TASK TO COMPLETE — For the records below, give the number of lines where the string "position" occurs. Include nothing else.
── ENTRIES SUPPLIED
use crate::ability::Ability;
use crate::audio::AudioSink;
use crate::cassette::{track_display_name, Cassette};
use crate::enemy::{Enemy, EnemyAction, EnemyKind};
use crate::kinematics::Aabb;
use crate::level::{LevelDef, SecretKind};
use crate::player::{AbilityOutcome, Player, PlayerInput, PLAYER_START};
use crate::progression::Progression;
use macroquad::math::{vec2, Vec2};
use tracing::{debug, info};

pub const CONTACT_DAMAGE: u32 = 10;
pub const MELEE_DAMAGE: u32 = 25;
pub const NOISE_RADIUS: f32 = 250.0;
pub const NOISE_DAMAGE: u32 = 20;
pub const ULTIMATE_RADIUS: f32 = 400.0;
pub const ULTIMATE_DAMAGE: u32 = 50;
pub const SECRET_SIZE: Vec2 = Vec2::new(32.0, 32.0);

#[derive(Debug, Clone, PartialEq)]
pub struct Secret {
    pub id: String,
    pub kind: SecretKind,
    pub position: Vec2,
    pub found: bool,
}

impl Secret {
    pub fn hitbox(&self) -> Aabb {
        Aabb::at(self.position, SECRET_SIZE)
    }
}

#[derive(Debug, Clone, PartialEq)]
pub enum LevelEvent {
    CassettePicked { track_id: String, at: Vec2 },
    SecretFound { id: String, kind: SecretKind },
    EnemyDefeated { kind: EnemyKind, at: Vec2 },
    EnemyFired { kind: EnemyKind, from: Vec2 },
    PlayerHurt { amount: u32 },
    AbilityUsed { ability: Ability, at: Vec2 },
    Completed { level_id: String, next_level: Option<String> },
}

/// One play-through of a level definition.
#[derive(Debug, Clone)]
pub struct LevelRun {
    level_id: String,
    next_level: Option<String>,
    pub player: Player,
    enemies: Vec<Enemy>,
    swings_landed: Vec<Option<u32>>,
    cassettes: Vec<Cassette>,
    secrets: Vec<Secret>,
    platforms: Vec<Aabb>,
    hit_timer: f32,
    invincibility: f32,
    completed: bool,
}

impl LevelRun {
    pub fn new(def: &LevelDef, invincibility: f32) -> Self {
        let enemies: Vec<Enemy> = def
            .enemies
            .iter()
            .map(|s| Enemy::new(s.kind, s.x, s.y))
            .collect();
        Self {
            level_id: def.id.clone(),
            next_level: def.next_level.clone(),
            player: Player::new(PLAYER_START),
            swings_landed: vec![None; enemies.len()],
            enemies,
            cassettes: def
                .cassettes
                .iter()
                .map(|c| Cassette::new(c.track_id.clone(), c.x, c.y))
                .collect(),
            secrets: def
                .secrets
                .iter()
                .map(|s| Secret {
                    id: s.secret_id.clone(),
                    kind: s.kind,
                    position: vec2(s.x, s.y),
                    found: false,
                })
                .collect(),
            platforms: def.platforms.clone(),
            hit_timer: 0.0,
            invincibility,
            completed: false,
        }
    }

    pub fn level_id(&self) -> &str {
        &self.level_id
    }

    pub fn enemies(&self) -> &[Enemy] {
        &self.enemies
    }

    pub fn cassettes(&self) -> &[Cassette] {
        &self.cassettes
    }

    pub fn secrets(&self) -> &[Secret] {
        &self.secrets
    }

    pub fn platforms(&self) -> &[Aabb] {
        &self.platforms
    }

    pub fn is_completed(&self) -> bool {
        self.completed
    }

    /// True while the player is flashing after a hit.
    pub fn player_invincible(&self) -> bool {
        self.hit_timer > 0.0
    }

    pub fn update(
        &mut self,
        dt: f32,
        input: &PlayerInput,
        progress: &mut Progression,
        audio: &mut dyn AudioSink,
    ) -> Vec<LevelEvent> {
        let mut events = Vec::new();
        if self.completed {
            return events;
        }

        if self.hit_timer > 0.0 {
            self.hit_timer = (self.hit_timer - dt).max(0.0);
        }

        let outcome = self
            .player
            .update(dt, input, &self.platforms, progress, audio);
        if let Some(AbilityOutcome::Activated(ability)) = outcome {
            events.push(LevelEvent::AbilityUsed {
                ability,
                at: self.player.center(),
            });
            match ability {
                Ability::MakeSomeNoize => {
                    self.blast(NOISE_RADIUS, NOISE_DAMAGE, progress, &mut events)
                }
                Ability::UltimateCombo => {
                    self.blast(ULTIMATE_RADIUS, ULTIMATE_DAMAGE, progress, &mut events)
                }
                Ability::IgraSlov => debug!("rhythm_attack"),
                _ => {}
            }
        }

        let player_center = self.player.center();
        for enemy in self.enemies.iter_mut() {
            if let Some(EnemyAction::RangedAttack { from }) =
                enemy.update(dt, player_center, &self.platforms)
            {
                audio.play_sound("attack", 0.5);
                events.push(LevelEvent::EnemyFired { kind: enemy.kind, from });
            }
        }

        for cassette in self.cassettes.iter_mut() {
            cassette.update(dt);
        }

        self.resolve_enemy_contacts(progress, audio, &mut events);
        self.collect_pickups(progress, audio, &mut events);

        let cleared = self.cassettes.iter().all(|c| c.collected)
            && self.enemies.iter().all(|e| e.defeated);
        if cleared {
            self.completed = true;
            progress.complete_level(&self.level_id);
            info!(level = %self.level_id, "level_cleared");
            events.push(LevelEvent::Completed {
                level_id: self.level_id.clone(),
                next_level: self.next_level.clone(),
            });
        }

        events
    }

    fn resolve_enemy_contacts(
        &mut self,
        progress: &mut Progression,
        audio: &mut dyn AudioSink,
        events: &mut Vec<LevelEvent>,
    ) {
        let player_box = self.player.hitbox();
        let attacking = self.player.is_attacking();
        let swing = self.player.swing();

        for (enemy, landed) in self.enemies.iter_mut().zip(self.swings_landed.iter_mut()) {
            if enemy.defeated || !player_box.overlaps(&enemy.hitbox()) {
                continue;
            }

            if attacking {
                if *landed == Some(swing) {
                    continue;
                }
                *landed = Some(swing);
                audio.play_sound("attack", 0.8);
                if enemy.take_damage(MELEE_DAMAGE, progress).is_some() {
                    events.push(LevelEvent::EnemyDefeated {
                        kind: enemy.kind,
                        at: enemy.body.center(),
                    });
                }
            } else if self.hit_timer <= 0.0 && !self.player.is_stealthed() {
                progress.take_damage(CONTACT_DAMAGE);
                self.hit_timer = self.invincibility;
                audio.play_sound("hurt", 1.0);
                events.push(LevelEvent::PlayerHurt {
                    amount: CONTACT_DAMAGE,
                });
            }
        }
    }

    fn collect_pickups(
        &mut self,
        progress: &mut Progression,
        audio: &mut dyn AudioSink,
        events: &mut Vec<LevelEvent>,
    ) {
        let player_box = self.player.hitbox();

        for cassette in self.cassettes.iter_mut() {
            if cassette.collected || !player_box.overlaps(&cassette.hitbox()) {
                continue;
            }
            if cassette.collect(progress) {
                audio.play_sound("cassette_pickup", 1.0);
                info!(track = track_display_name(&cassette.track_id), "cassette_picked");
                events.push(LevelEvent::CassettePicked {
                    track_id: cassette.track_id.clone(),
                    at: cassette.position,
                });
            }
        }

        for secret in self.secrets.iter_mut() {
            if secret.found || !player_box.overlaps(&secret.hitbox()) {
                continue;
            }
            secret.found = true;
            progress.find_secret(&secret.id);
            match secret.kind {
                SecretKind::Diary => {
                    progress.read_diary(&secret.id);
                }
                SecretKind::Memory => {
                    progress.unlock_memory(&secret.id);
                }
                SecretKind::BonusTrack => {
                    progress.collect_cassette(&secret.id);
                }
                SecretKind::EasterEgg => {}
            }
            audio.play_sound("collect", 1.0);
            events.push(LevelEvent::SecretFound {
                id: secret.id.clone(),
                kind: secret.kind,
            });
        }
    }

    fn blast(
        &mut self,
        radius: f32,
        damage: u32,
        progress: &mut Progression,
        events: &mut Vec<LevelEvent>,
    ) {
        let origin = self.player.center();
        for enemy in self.enemies.iter_mut().filter(|e| e.is_alive()) {
            if enemy.body.center().distance(origin) > radius {
                continue;
            }
            if enemy.take_damage(damage, progress).is_some() {
                events.push(LevelEvent::EnemyDefeated {
                    kind: enemy.kind,
                    at: enemy.body.center(),
                });
            }
        }
    }
}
────
TASK ANSWER — 4